■ **What needs to be done**
Go line by line through the entries and show those that hold the string "None".

■ **Record extracts**
============================================================

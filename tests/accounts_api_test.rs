//! The account routes over HTTP, through the full application stack.

use axum::Router;
use ledgergate::finance::{AccountStore, AccountsModule, OrganizationsModule};
use ledgergate::testing::{self, OrgFixture, TEST_SECRET, TestTokens, TestUser};
use ledgergate::{App, ConfigBuilder};
use serde_json::{Value, json};
use std::sync::Arc;

struct TestApp {
    router: Router,
    fixture: OrgFixture,
    tokens: TestTokens,
}

impl TestApp {
    fn new() -> Self {
        Self::with_config(ConfigBuilder::new())
    }

    fn with_config(builder: ConfigBuilder) -> Self {
        let config = builder.with_jwt_secret(TEST_SECRET).build().unwrap();
        let fixture = OrgFixture::seeded();
        let store = fixture.store.clone();
        let router = App::from_config(config, Arc::new(store.clone()), Arc::new(store))
            .unwrap()
            .register_module(OrganizationsModule)
            .register_module(AccountsModule::new(AccountStore::new()))
            .into_router();

        Self {
            router,
            fixture,
            tokens: TestTokens::default(),
        }
    }

    fn token(&self, user: &TestUser) -> String {
        self.tokens.for_user(user)
    }

    fn accounts_path(&self) -> String {
        self.fixture.path("/accounts")
    }

    async fn create_account(&self, name: &str) -> Value {
        testing::post(self.router.clone(), &self.accounts_path())
            .bearer_token(&self.token(&self.fixture.owner))
            .json_body(&json!({"name": name}))
            .execute()
            .await
            .assert_created()
            .json()
    }
}

#[tokio::test]
async fn owner_creates_an_account() {
    let app = TestApp::new();

    let response = testing::post(app.router.clone(), &app.accounts_path())
        .bearer_token(&app.token(&app.fixture.owner))
        .json_body(&json!({"name": "Checking"}))
        .execute()
        .await
        .assert_created()
        .assert_json_field("name", json!("Checking"))
        .assert_json_field("type", json!("CHECKING"))
        .assert_json_field("currency", json!("USD"))
        .assert_json_field("organizationId", json!(app.fixture.org.id.to_string()))
        .assert_has_header("x-request-id");

    let id = response.json::<Value>()["id"].as_str().unwrap().to_string();
    testing::get(app.router.clone(), &format!("{}/{id}", app.accounts_path()))
        .bearer_token(&app.token(&app.fixture.member))
        .execute()
        .await
        .assert_ok()
        .assert_json_field("id", json!(id));
}

#[tokio::test]
async fn created_account_has_location() {
    let app = TestApp::new();
    let response = testing::post(app.router.clone(), &app.accounts_path())
        .bearer_token(&app.token(&app.fixture.admin))
        .json_body(&json!({"name": "Payroll", "currency": "EUR"}))
        .execute()
        .await
        .assert_created();

    let body: Value = response.json();
    let expected = format!("{}/{}", app.accounts_path(), body["id"].as_str().unwrap());
    response.assert_header("location", &expected);
}

#[tokio::test]
async fn expired_token_cannot_list_accounts() {
    let app = TestApp::new();

    testing::get(app.router.clone(), &app.accounts_path())
        .bearer_token(&app.tokens.expired(&app.fixture.owner))
        .execute()
        .await
        .assert_unauthorized()
        .assert_error("authentication_error", Some("expired_credential"));
}

#[tokio::test]
async fn missing_token_is_401() {
    let app = TestApp::new();

    testing::get(app.router.clone(), &app.accounts_path())
        .execute()
        .await
        .assert_unauthorized()
        .assert_error("authentication_error", Some("missing_credential"));
}

#[tokio::test]
async fn member_cannot_patch_an_account() {
    let app = TestApp::new();
    let account = app.create_account("Checking").await;
    let path = format!("{}/{}", app.accounts_path(), account["id"].as_str().unwrap());

    testing::patch(app.router.clone(), &path)
        .bearer_token(&app.token(&app.fixture.member))
        .json_body(&json!({"name": "Mine now"}))
        .execute()
        .await
        .assert_forbidden()
        .assert_error("authorization_error", Some("insufficient_role"));

    testing::get(app.router.clone(), &path)
        .bearer_token(&app.token(&app.fixture.member))
        .execute()
        .await
        .assert_ok()
        .assert_json_field("name", json!("Checking"));
}

#[tokio::test]
async fn empty_name_is_rejected() {
    let app = TestApp::new();

    testing::post(app.router.clone(), &app.accounts_path())
        .bearer_token(&app.token(&app.fixture.owner))
        .json_body(&json!({"name": ""}))
        .execute()
        .await
        .assert_bad_request()
        .assert_error("validation_error", None)
        .assert_json_field("source", json!("body"))
        .assert_field_error("name", Some("at least 1 character"));
}

#[tokio::test]
async fn broken_json_is_a_body_error() {
    let app = TestApp::new();

    testing::post(app.router.clone(), &app.accounts_path())
        .bearer_token(&app.token(&app.fixture.owner))
        .header("content-type", "application/json")
        .text_body("{\"name\": ")
        .execute()
        .await
        .assert_bad_request()
        .assert_field_error("body", Some("invalid JSON"));
}

#[tokio::test]
async fn outsider_gets_the_same_refusal_for_real_and_missing_orgs() {
    let app = TestApp::new();
    let token = app.token(&app.fixture.outsider);

    let real: Value = testing::get(app.router.clone(), &app.accounts_path())
        .bearer_token(&token)
        .execute()
        .await
        .assert_forbidden()
        .json();

    let missing_path = format!("/organizations/{}/accounts", OrgFixture::missing_org_id());
    let missing: Value = testing::get(app.router.clone(), &missing_path)
        .bearer_token(&token)
        .execute()
        .await
        .assert_forbidden()
        .json();

    for key in ["kind", "message", "reason"] {
        assert_eq!(real[key], missing[key], "{key} differs");
    }
    assert_eq!(real["reason"], "not_a_member");
    assert_ne!(real["error_id"], missing["error_id"]);
}

#[tokio::test]
async fn revealing_deployment_answers_missing_org_with_404() {
    let app = TestApp::with_config(ConfigBuilder::new().with_reveal_missing_organizations(true));
    let missing_path = format!("/organizations/{}/accounts", OrgFixture::missing_org_id());

    testing::get(app.router.clone(), &missing_path)
        .bearer_token(&app.token(&app.fixture.outsider))
        .execute()
        .await
        .assert_not_found()
        .assert_error("not_found", None);
}

#[tokio::test]
async fn account_of_another_org_is_not_found() {
    let app = TestApp::new();
    let ours = app.create_account("Ours").await;

    let other = OrgFixture::seed_into(app.fixture.store.clone());
    let path = other.path(&format!("/accounts/{}", ours["id"].as_str().unwrap()));

    testing::get(app.router.clone(), &path)
        .bearer_token(&app.token(&other.owner))
        .execute()
        .await
        .assert_not_found();

    testing::delete(app.router.clone(), &path)
        .bearer_token(&app.token(&other.owner))
        .execute()
        .await
        .assert_not_found();
}

#[tokio::test]
async fn list_is_paginated() {
    let app = TestApp::new();
    for name in ["A", "B", "C"] {
        app.create_account(name).await;
    }

    testing::get(app.router.clone(), &app.accounts_path())
        .with_query(&[("limit", "2"), ("offset", "1")])
        .bearer_token(&app.token(&app.fixture.member))
        .execute()
        .await
        .assert_ok()
        .assert_json_field("pagination.total", json!(3))
        .assert_json_field("pagination.limit", json!(2))
        .assert_json_field("pagination.offset", json!(1))
        .assert_json_field("items.0.name", json!("B"))
        .assert_json_field("items.1.name", json!("C"));

    testing::get(app.router.clone(), &app.accounts_path())
        .with_query(&[("limit", "0")])
        .bearer_token(&app.token(&app.fixture.member))
        .execute()
        .await
        .assert_bad_request()
        .assert_json_field("source", json!("query"))
        .assert_field_error("limit", None);
}

#[tokio::test]
async fn patch_clears_description_only_when_null() {
    let app = TestApp::new();
    let created: Value = testing::post(app.router.clone(), &app.accounts_path())
        .bearer_token(&app.token(&app.fixture.owner))
        .json_body(&json!({"name": "Savings", "type": "SAVINGS", "description": "Rainy day"}))
        .execute()
        .await
        .assert_created()
        .json();
    let path = format!("{}/{}", app.accounts_path(), created["id"].as_str().unwrap());
    let token = app.token(&app.fixture.admin);

    testing::patch(app.router.clone(), &path)
        .bearer_token(&token)
        .json_body(&json!({"name": "Emergency"}))
        .execute()
        .await
        .assert_ok()
        .assert_json_field("name", json!("Emergency"))
        .assert_json_field("description", json!("Rainy day"));

    testing::patch(app.router.clone(), &path)
        .bearer_token(&token)
        .json_body(&json!({"description": null}))
        .execute()
        .await
        .assert_ok()
        .assert_json_field("description", Value::Null)
        .assert_json_field("type", json!("SAVINGS"));
}

#[tokio::test]
async fn admin_deletes_an_account() {
    let app = TestApp::new();
    let account = app.create_account("Old").await;
    let path = format!("{}/{}", app.accounts_path(), account["id"].as_str().unwrap());

    testing::delete(app.router.clone(), &path)
        .bearer_token(&app.token(&app.fixture.admin))
        .execute()
        .await
        .assert_no_content();

    testing::get(app.router.clone(), &path)
        .bearer_token(&app.token(&app.fixture.owner))
        .execute()
        .await
        .assert_not_found();
}

#[tokio::test]
async fn me_and_organization_routes() {
    let app = TestApp::new();
    let owner = &app.fixture.owner;

    testing::get(app.router.clone(), "/auth/me")
        .bearer_token(&app.token(owner))
        .execute()
        .await
        .assert_ok()
        .assert_json_field("id", json!(owner.id))
        .assert_json_field("email", json!(owner.email));

    testing::get(app.router.clone(), &app.fixture.path(""))
        .bearer_token(&app.token(&app.fixture.admin))
        .execute()
        .await
        .assert_ok()
        .assert_json_field("name", json!(app.fixture.org.name))
        .assert_json_field("role", json!("ADMIN"));

    testing::get(app.router.clone(), &app.fixture.path("/members"))
        .bearer_token(&app.token(&app.fixture.member))
        .execute()
        .await
        .assert_ok()
        .assert_json_field("pagination.total", json!(3))
        .assert_json_field("items.0.role", json!("OWNER"));
}

#[tokio::test]
async fn request_id_is_propagated() {
    let app = TestApp::new();

    testing::get(app.router.clone(), "/auth/me")
        .header("x-request-id", "req-123")
        .execute()
        .await
        .assert_unauthorized()
        .assert_header("x-request-id", "req-123");
}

============================================================

■ **Written answer**
        .assert_error("validation_error", None)
        .assert_error("not_found", None);
        .assert_field_error("limit", None);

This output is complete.